ACTIVITY
What appears from the first line of the records below through the line containing "Err(err) if err.kind()" must be reproduced verbatim.

Collected data
---+---

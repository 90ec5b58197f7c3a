//! Strided reader for the sector-aligned on-disk index.
//!
//! The data region is an array of 4096-byte sectors, each holding up to
//! `nodes_per_sector` fixed-stride node records. Sectors are fetched whole
//! into one reusable scratch buffer; partial sectors are never read, and
//! every in-sector access is bounds-checked before it happens.

use std::convert::TryInto;
use std::fs::File;
use std::io::{self, Read, Seek, SeekFrom};
use std::path::Path;

use tracing::warn;

use crate::error::{Result, SondaError};
use crate::format::{DiskIndexMeta, ElementType, DISK_INDEX_DATA_OFFSET, SECTOR_LEN};
use crate::sample::{AdjacencySample, NodeSample, SmallGraph, SmallGraphBuilder};
use crate::stats::{DegreeAccumulator, GraphStats, NodeTotals, StatsOptions};

/// Whole-sector random-access reader over a validated disk index.
pub struct SectorIndexScanner {
    file: File,
    meta: DiskIndexMeta,
    sector: Vec<u8>,
}

impl SectorIndexScanner {
    /// Opens `path`, detects the metadata sub-variant, and validates the
    /// node stride for the declared element type.
    pub fn open(path: &Path, element: ElementType) -> Result<Self> {
        let mut file = File::open(path)?;
        let meta = DiskIndexMeta::detect(&mut file, element)?;
        Ok(Self {
            file,
            meta,
            sector: vec![0u8; SECTOR_LEN],
        })
    }

    /// The validated metadata this scan was opened with.
    pub fn meta(&self) -> &DiskIndexMeta {
        &self.meta
    }

    /// Loads data sector `sec` into the scratch buffer. Returns `false` when
    /// the file ends before a whole sector is available.
    fn load_sector(&mut self, sec: u64) -> Result<bool> {
        let offset = DISK_INDEX_DATA_OFFSET + sec * SECTOR_LEN as u64;
        self.file.seek(SeekFrom::Start(offset))?;
        match self.file.read_exact(&mut self.sector) {
            Ok(()) => Ok(true),
            Err(err) if err.kind() == io::ErrorKind::UnexpectedEof => Ok(false),
            Err(err) => Err(err.into()),
        }
    }

    /// Degree of slot `j` in the loaded sector plus the byte offset of its
    /// neighbor run, or `None` when the count field would overflow the
    /// sector. The stride is constant, so an overflowing slot means every
    /// later slot overflows too.
    fn slot_degree(&self, j: u64) -> Option<(u32, usize)> {
        let node_off = (j * self.meta.max_node_len) as usize;
        let count_off = node_off + self.meta.coord_len();
        if count_off + 4 > SECTOR_LEN {
            return None;
        }
        let degree = u32::from_le_bytes(
            self.sector[count_off..count_off + 4]
                .try_into()
                .expect("slice is 4 bytes"),
        );
        Some((degree, count_off + 4))
    }

    /// Copies up to `take` neighbor ids starting at `ids_off`, reduced
    /// further if the run would cross the sector boundary.
    fn slot_neighbors(&self, ids_off: usize, take: usize) -> Vec<u32> {
        let available = (SECTOR_LEN - ids_off) / 4;
        let take = take.min(available);
        self.sector[ids_off..ids_off + take * 4]
            .chunks_exact(4)
            .map(|chunk| u32::from_le_bytes(chunk.try_into().expect("chunk is 4 bytes")))
            .collect()
    }
}

fn meta_totals(meta: &DiskIndexMeta) -> NodeTotals {
    NodeTotals {
        total_nodes: meta.node_count,
        active_nodes: meta.node_count,
        frozen_nodes: 0,
        entry_point: meta.entry_point as u32,
    }
}

/// Computes degree statistics for a disk index. When `nodes_per_sector` is
/// zero (nodes spanning multiple sectors), the edge walk is skipped and the
/// result carries valid node/entry metadata with zeroed degree fields.
pub fn stats_from_disk_index(
    path: &Path,
    element: ElementType,
    opts: &StatsOptions,
) -> Result<GraphStats> {
    let mut scanner = SectorIndexScanner::open(path, element)?;
    let meta = scanner.meta().clone();
    let mut acc = DegreeAccumulator::new(opts.weak_threshold);

    if meta.nodes_per_sector == 0 {
        warn!(
            node_count = meta.node_count,
            max_node_len = meta.max_node_len,
            "multi-sector node records; reporting metadata-only stats"
        );
        return Ok(acc.finish(meta_totals(&meta)));
    }

    for sec in 0..meta.total_sectors() {
        if !scanner.load_sector(sec)? {
            break;
        }
        for j in 0..meta.nodes_per_sector {
            let node_id = sec * meta.nodes_per_sector + j;
            if node_id >= meta.node_count {
                break;
            }
            let Some((degree, _)) = scanner.slot_degree(j) else {
                break;
            };
            acc.record(degree);
        }
    }
    Ok(acc.finish(meta_totals(&meta)))
}

/// Samples the first `num_nodes` nodes of a disk index, keeping at most
/// `max_neighbors` ids per node (`0` keeps every id that fits the sector).
pub fn sample_from_disk_index(
    path: &Path,
    element: ElementType,
    num_nodes: usize,
    max_neighbors: usize,
) -> Result<AdjacencySample> {
    let mut scanner = SectorIndexScanner::open(path, element)?;
    let meta = scanner.meta().clone();
    if meta.nodes_per_sector == 0 {
        return Err(SondaError::Unsupported(
            "multi-sector node records cannot be sampled",
        ));
    }

    let mut nodes = Vec::new();
    for sec in 0..meta.total_sectors() {
        if nodes.len() >= num_nodes {
            break;
        }
        if !scanner.load_sector(sec)? {
            break;
        }
        for j in 0..meta.nodes_per_sector {
            if nodes.len() >= num_nodes {
                break;
            }
            let node_id = sec * meta.nodes_per_sector + j;
            if node_id >= meta.node_count {
                break;
            }
            let Some((degree, ids_off)) = scanner.slot_degree(j) else {
                break;
            };
            let take = if max_neighbors == 0 {
                degree as usize
            } else {
                (degree as usize).min(max_neighbors)
            };
            let neighbors = scanner.slot_neighbors(ids_off, take);
            nodes.push(NodeSample {
                id: node_id,
                degree: u64::from(degree),
                neighbors,
            });
        }
    }
    Ok(AdjacencySample {
        entry_point: meta.entry_point as u32,
        requested: num_nodes,
        nodes,
    })
}

/// Extracts forward plus derived reverse adjacency for the first `num_nodes`
/// nodes of a disk index. The window is clamped to the declared node count.
pub fn small_graph_from_disk_index(
    path: &Path,
    element: ElementType,
    num_nodes: usize,
) -> Result<SmallGraph> {
    let mut scanner = SectorIndexScanner::open(path, element)?;
    let meta = scanner.meta().clone();
    if meta.nodes_per_sector == 0 {
        return Err(SondaError::Unsupported(
            "multi-sector node records cannot be sampled",
        ));
    }

    let window = num_nodes.min(meta.node_count as usize);
    let mut builder = SmallGraphBuilder::new(window, meta.entry_point as u32);
    for sec in 0..meta.total_sectors() {
        if builder.is_full() {
            break;
        }
        if !scanner.load_sector(sec)? {
            break;
        }
        for j in 0..meta.nodes_per_sector {
            if builder.is_full() {
                break;
            }
            let node_id = sec * meta.nodes_per_sector + j;
            if node_id >= meta.node_count {
                break;
            }
            let Some((degree, ids_off)) = scanner.slot_degree(j) else {
                break;
            };
            let neighbors = scanner.slot_neighbors(ids_off, degree as usize);
            builder.push_node(neighbors);
        }
    }
    Ok(builder.finish())
}
//! Bounded adjacency previews: per-node neighbor samples and the small
//! forward/reverse graph over a first-N id window.
//!
//! Sampled node ids are dense and 0-based, so both structures are
//! index-addressed vectors rather than id-keyed maps.

use serde::Serialize;

/// One sampled node: its true degree plus a bounded neighbor preview.
#[derive(Debug, Clone, PartialEq, Eq, Serialize)]
pub struct NodeSample {
    /// Node id within the scanned graph.
    pub id: u64,
    /// True out-degree, even when the preview is capped below it.
    pub degree: u64,
    /// First `min(degree, cap)` neighbor ids.
    pub neighbors: Vec<u32>,
}

/// Adjacency preview over the first nodes of a graph, in id order. May hold
/// fewer nodes than requested when the source is truncated or smaller.
#[derive(Debug, Clone, Serialize)]
pub struct AdjacencySample {
    /// Traversal-start node id from the header.
    pub entry_point: u32,
    /// Number of nodes the caller asked for.
    pub requested: usize,
    /// Sampled nodes, ids `0..nodes.len()`.
    pub nodes: Vec<NodeSample>,
}

/// Forward plus derived reverse ("referenced-by") adjacency restricted to a
/// first-N id window.
#[derive(Debug, Clone, PartialEq, Eq, Serialize)]
pub struct SmallGraph {
    /// Traversal-start node id from the header.
    pub entry_point: u32,
    /// Forward neighbor lists as scanned; edges leaving the window are kept.
    pub out_neighbors: Vec<Vec<u32>>,
    /// For each node `v`, the in-window sources `u` of edges `u -> v`.
    pub referenced_by: Vec<Vec<u32>>,
}

impl SmallGraph {
    /// Number of nodes actually captured.
    pub fn len(&self) -> usize {
        self.out_neighbors.len()
    }

    /// True when the window captured no nodes.
    pub fn is_empty(&self) -> bool {
        self.out_neighbors.is_empty()
    }
}

/// Builds a [`SmallGraph`] as nodes 0, 1, 2, ... are scanned in id order.
///
/// Reverse entries are produced only for edges whose target lies inside the
/// requested window; everything else is dropped by construction. If the scan
/// ends early, [`finish`](Self::finish) shrinks the reverse side to match the
/// nodes actually seen.
#[derive(Debug)]
pub struct SmallGraphBuilder {
    window: usize,
    entry_point: u32,
    out_neighbors: Vec<Vec<u32>>,
    referenced_by: Vec<Vec<u32>>,
}

impl SmallGraphBuilder {
    /// Creates a builder for the id window `0..window`.
    pub fn new(window: usize, entry_point: u32) -> Self {
        Self {
            window,
            entry_point,
            out_neighbors: Vec::with_capacity(window),
            referenced_by: vec![Vec::new(); window],
        }
    }

    /// True once the window holds `window` nodes.
    pub fn is_full(&self) -> bool {
        self.out_neighbors.len() >= self.window
    }

    /// Appends the next node's forward list and derives its reverse entries.
    /// Nodes must arrive in id order starting from 0.
    pub fn push_node(&mut self, neighbors: Vec<u32>) {
        debug_assert!(!self.is_full(), "window already full");
        let id = self.out_neighbors.len() as u32;
        for &target in &neighbors {
            if (target as usize) < self.window {
                self.referenced_by[target as usize].push(id);
            }
        }
        self.out_neighbors.push(neighbors);
    }

    /// Shrinks both sides to the nodes actually read and yields the graph.
    pub fn finish(mut self) -> SmallGraph {
        self.referenced_by.truncate(self.out_neighbors.len());
        SmallGraph {
            entry_point: self.entry_point,
            out_neighbors: self.out_neighbors,
            referenced_by: self.referenced_by,
        }
    }
}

---+---

WRITTEN REPLY
repository 90ec5b58197f7c3a
//! Strided reader for the sector-aligned on-disk index.
//!
//! The data region is an array of 4096-byte sectors, each holding up to
//! `nodes_per_sector` fixed-stride node records. Sectors are fetched whole
//! into one reusable scratch buffer; partial sectors are never read, and
//! every in-sector access is bounds-checked before it happens.

use std::convert::TryInto;
use std::fs::File;
use std::io::{self, Read, Seek, SeekFrom};
use std::path::Path;

use tracing::warn;

use crate::error::{Result, SondaError};
use crate::format::{DiskIndexMeta, ElementType, DISK_INDEX_DATA_OFFSET, SECTOR_LEN};
use crate::sample::{AdjacencySample, NodeSample, SmallGraph, SmallGraphBuilder};
use crate::stats::{DegreeAccumulator, GraphStats, NodeTotals, StatsOptions};

/// Whole-sector random-access reader over a validated disk index.
pub struct SectorIndexScanner {
    file: File,
    meta: DiskIndexMeta,
    sector: Vec<u8>,
}

impl SectorIndexScanner {
    /// Opens `path`, detects the metadata sub-variant, and validates the
    /// node stride for the declared element type.
    pub fn open(path: &Path, element: ElementType) -> Result<Self> {
        let mut file = File::open(path)?;
        let meta = DiskIndexMeta::detect(&mut file, element)?;
        Ok(Self {
            file,
            meta,
            sector: vec![0u8; SECTOR_LEN],
        })
    }

    /// The validated metadata this scan was opened with.
    pub fn meta(&self) -> &DiskIndexMeta {
        &self.meta
    }

    /// Loads data sector `sec` into the scratch buffer. Returns `false` when
    /// the file ends before a whole sector is available.
    fn load_sector(&mut self, sec: u64) -> Result<bool> {
        let offset = DISK_INDEX_DATA_OFFSET + sec * SECTOR_LEN as u64;
        self.file.seek(SeekFrom::Start(offset))?;
        match self.file.read_exact(&mut self.sector) {
            Ok(()) => Ok(true),
            Err(err) if err.kind() == io::ErrorKind::UnexpectedEof => Ok(false),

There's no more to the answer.